Power: You’ll have to increase your weight and do 4 sets of 4 to 6 reps.

Do not forget that, just like any exercise, it’s advised to rest your muscles for at least 24 hours in between exercise sessions.

Try to incorporate the dumbbell skull crusher routine into your routine regularly.

When Is The Best Time To Do The Dumbbell Skull Crusher In My Training?

Perform the dumbbell skull crusher as early as possible in your arm training. The reason for this is that the dumbbell skull crusher could be loaded with additional weight; it is important to not deprive your body of the possibility to lift heavier weights by pre-fatiguing the muscles of your other exercises.

The Dumbbell Skull Crusher Hurts My Elbows, What Can I Do?

Most likely, it is not the dumbbell skull crusher. If you’re experiencing any discomfort, seek out a physician in the first instance. But, the best rule of thumb is. If it hurts (and it’s not in a normal manner), it’s best to avoid it. Try a variety of cable exercises such as pushdowns. They’re generally more gentle on elbows and shoulder joints.

The Barbell Skull Crusher Vs The Dumbbell Skull Crusher

The Barbell Skull Crusher Vs The Dumbbell Skull Crusher

Not necessarily. The goal in this particular exercise, just like any exercise, is to strain the muscle target as effectively as possible. If you feel your muscle is working the way it should, it’s. If not, then explore another exercise. What exercise is the most effective is different for every person? If you aren’t feeling your tris work while using a barbell, consider using a tris handle to an extension cable. Also, make use of a pair of dumbbells. Even kettlebells work. You can play with them.
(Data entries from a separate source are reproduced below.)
// src/models/product.rs

use chrono::{DateTime, Utc};
use rust_decimal::Decimal;
use serde::{Deserialize, Serialize};
use utoipa::ToSchema;
use uuid::Uuid;

pub const DEFAULT_LOW_STOCK_THRESHOLD: i32 = 10;

// --- Produto (catálogo + saldo em mãos) ---
#[derive(Debug, Clone, PartialEq, Serialize, Deserialize, ToSchema)]
#[serde(rename_all = "camelCase")]
pub struct Product {
    pub id: Uuid,
    #[schema(example = "Biltong Dry Wors")]
    pub name: String,
    #[schema(example = "BLT-001")]
    pub sku: String,
    pub description: Option<String>,
    #[schema(example = "Food & Beverages")]
    pub category: String,
    #[schema(value_type = String, example = "185.50")]
    pub price: Decimal,
    #[schema(example = 145)]
    pub stock: i32,
    #[schema(example = 20)]
    pub low_stock_threshold: i32,
    pub created_at: DateTime<Utc>,
    pub updated_at: DateTime<Utc>,
}

impl Product {
    pub fn is_low_stock(&self) -> bool {
        self.stock <= self.low_stock_threshold
    }

    pub fn status(&self) -> StockStatus {
        StockStatus::of(self.stock, self.low_stock_threshold)
    }

    /// Valor do estoque em mãos (`price * stock`), sem arredondamento.
    /// `None` se estourar o `Decimal`.
    pub fn stock_value(&self) -> Option<Decimal> {
        self.price.checked_mul(Decimal::from(self.stock))
    }

    /// Cópia do produto com os campos do patch aplicados.
    /// O `stock` nunca vem do patch: só muda via movimentação.
    pub fn with_patch(&self, patch: &ProductPatch, now: DateTime<Utc>) -> Product {
        Product {
            id: self.id,
            name: patch.name.clone().unwrap_or_else(|| self.name.clone()),
            sku: patch.sku.clone().unwrap_or_else(|| self.sku.clone()),
            description: match &patch.description {
                Some(text) if text.is_empty() => None,
                Some(text) => Some(text.clone()),
                None => self.description.clone(),
            },
            category: patch.category.clone().unwrap_or_else(|| self.category.clone()),
            price: patch.price.unwrap_or(self.price),
            stock: self.stock,
            low_stock_threshold: patch.low_stock_threshold.unwrap_or(self.low_stock_threshold),
            created_at: self.created_at,
            updated_at: now,
        }
    }
}

// Dados de criação. `stock` e `low_stock_threshold` têm default no repositório.
#[derive(Debug, Clone)]
pub struct NewProduct {
    pub name: String,
    pub sku: String,
    pub description: Option<String>,
    pub category: String,
    pub price: Decimal,
    pub stock: Option<i32>,
    pub low_stock_threshold: Option<i32>,
}

// Atualização parcial: só os campos presentes são aplicados.
// Uma descrição vazia limpa o campo.
#[derive(Debug, Clone, Default)]
pub struct ProductPatch {
    pub name: Option<String>,
    pub sku: Option<String>,
    pub description: Option<String>,
    pub category: Option<String>,
    pub price: Option<Decimal>,
    pub low_stock_threshold: Option<i32>,
}

// --- Classificação de saldo (derivada, nunca armazenada) ---
#[derive(Debug, Clone, Copy, PartialEq, Eq, Serialize, Deserialize, ToSchema)]
#[serde(rename_all = "snake_case")]
pub enum StockStatus {
    InStock,
    LowStock,
    OutOfStock,
}

impl StockStatus {
    pub fn of(stock: i32, low_stock_threshold: i32) -> Self {
        if stock == 0 {
            StockStatus::OutOfStock
        } else if stock <= low_stock_threshold {
            StockStatus::LowStock
        } else {
            StockStatus::InStock
        }
    }
}

/// Estoque crítico: `stock <= threshold * 0.5`, em aritmética inteira.
pub fn is_critical(stock: i32, low_stock_threshold: i32) -> bool {
    i64::from(stock) * 2 <= i64::from(low_stock_threshold)
}

// Filtro da listagem de produtos (`?status=`).
#[derive(Debug, Clone, Copy, PartialEq, Eq, Deserialize, ToSchema)]
#[serde(rename_all = "snake_case")]
pub enum StatusFilter {
    InStock,
    LowStock,
    OutOfStock,
    Critical,
}

impl std::str::FromStr for StatusFilter {
    type Err = ();

    fn from_str(raw: &str) -> Result<Self, Self::Err> {
        match raw {
            "in_stock" => Ok(StatusFilter::InStock),
            "low_stock" => Ok(StatusFilter::LowStock),
            "out_of_stock" => Ok(StatusFilter::OutOfStock),
            "critical" => Ok(StatusFilter::Critical),
            _ => Err(()),
        }
    }
}

#[derive(Debug, Clone, Default)]
pub struct ProductFilter {
    pub search: Option<String>,
    pub category: Option<String>,
    pub status: Option<StatusFilter>,
}

impl ProductFilter {
    pub fn is_empty(&self) -> bool {
        self.search.is_none() && self.category.is_none() && self.status.is_none()
    }

    pub fn matches(&self, product: &Product) -> bool {
        if let Some(term) = &self.search {
            let term = term.to_lowercase();
            let in_description = product
                .description
                .as_deref()
                .is_some_and(|d| d.to_lowercase().contains(&term));
            if !product.name.to_lowercase().contains(&term)
                && !product.sku.to_lowercase().contains(&term)
                && !in_description
            {
                return false;
            }
        }

        if let Some(category) = &self.category {
            if &product.category != category {
                return false;
            }
        }

        match self.status {
            None => true,
            Some(StatusFilter::Critical) => is_critical(product.stock, product.low_stock_threshold),
            Some(StatusFilter::InStock) => product.status() == StockStatus::InStock,
            // "low_stock" segue o predicado de estoque baixo (inclui zerados)
            Some(StatusFilter::LowStock) => product.is_low_stock(),
            Some(StatusFilter::OutOfStock) => product.status() == StockStatus::OutOfStock,
        }
    }
}

#[cfg(test)]
mod tests {
    use super::*;
    use rust_decimal_macros::dec;

    fn product(stock: i32, threshold: i32) -> Product {
        let now = Utc::now();
        Product {
            id: Uuid::new_v4(),
            name: "Rooibos Tea Premium".into(),
            sku: "RBT-002".into(),
            description: Some("Organic rooibos from the Western Cape".into()),
            category: "Food & Beverages".into(),
            price: dec!(89.95),
            stock,
            low_stock_threshold: threshold,
            created_at: now,
            updated_at: now,
        }
    }

    #[test]
    fn classifies_stock_levels() {
        assert_eq!(StockStatus::of(0, 10), StockStatus::OutOfStock);
        assert_eq!(StockStatus::of(10, 10), StockStatus::LowStock);
        assert_eq!(StockStatus::of(11, 10), StockStatus::InStock);
    }

    #[test]
    fn stock_value_reports_overflow() {
        assert_eq!(product(18, 25).stock_value(), Some(dec!(1619.10)));

        let huge = Product { price: Decimal::MAX, ..product(2, 25) };
        assert_eq!(huge.stock_value(), None);
    }

    #[test]
    fn critical_is_half_the_threshold() {
        assert!(is_critical(5, 10));
        assert!(!is_critical(6, 10));
        assert!(is_critical(2, 5));
        assert!(!is_critical(3, 5));
        assert!(is_critical(0, 0));
    }

    #[test]
    fn patch_keeps_stock_and_identity() {
        let original = product(18, 25);
        let later = original.updated_at + chrono::Duration::seconds(5);
        let patch = ProductPatch {
            name: Some("Rooibos Tea".into()),
            price: Some(dec!(79.95)),
            description: Some(String::new()),
            ..Default::default()
        };

        let updated = original.with_patch(&patch, later);

        assert_eq!(updated.id, original.id);
        assert_eq!(updated.name, "Rooibos Tea");
        assert_eq!(updated.price, dec!(79.95));
        assert_eq!(updated.description, None);
        assert_eq!(updated.stock, 18);
        assert_eq!(updated.sku, "RBT-002");
        assert_eq!(updated.created_at, original.created_at);
        assert_eq!(updated.updated_at, later);
        // o original não é tocado
        assert_eq!(original.name, "Rooibos Tea Premium");
    }

    #[test]
    fn filter_matches_search_category_and_status() {
        let p = product(3, 10);

        let by_search = ProductFilter { search: Some("western".into()), ..Default::default() };
        assert!(by_search.matches(&p));

        let by_sku = ProductFilter { search: Some("rbt".into()), ..Default::default() };
        assert!(by_sku.matches(&p));

        let wrong_category = ProductFilter { category: Some("Arts & Crafts".into()), ..Default::default() };
        assert!(!wrong_category.matches(&p));

        let critical = ProductFilter { status: Some(StatusFilter::Critical), ..Default::default() };
        assert!(critical.matches(&p));

        let in_stock = ProductFilter { status: Some(StatusFilter::InStock), ..Default::default() };
        assert!(!in_stock.matches(&p));
    }
}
Who Should Be Aware Of Them?

Before beginning the dumbbell skull crusher, there are some warnings to be aware of. As the name implies, the dumbbell skull crusher require some control to avoid crushing your skull. consequently, I advise my clients to begin with lighter weights to ensure they can manage when they are doing the eccentric (lowering) part of the exercise. If you’re experiencing instability, it’s better, to begin with, tricep exercises such as kickbacks using bands. Additionally, having two dumbbells to perform this exercise isn’t the most secure option if you’ve got the same strength level in each arm.

The dumbbell skull crusher create an enormous amount of strain and stress on elbows and are not recommended if you suffer from tendonitis or pain in the wrist. You’re also placing a lot of strain on the wrist. So take care of your wrists if they are in discomfort.

Last Words

The dumbbell skull crusher is a one-joint exercise designed to work the triceps muscles and are a popular part of an upper-body or push-pull routine. The workout is usually performed on a bench, but it could also be done on a mat, using dumbbells or barbells. The form is crucial for your safety and precision during the execution. You should be sure to maintain the spine in a neutral position and keep your elbows towards the body. Since your body’s stability and control are essential for this exercise, the dumbbell skull crusher need to be built slowly before adding heavier weights. They can also cause the wrist and elbow pain already present, which is why altering or modifying the exercise might be a safer choice.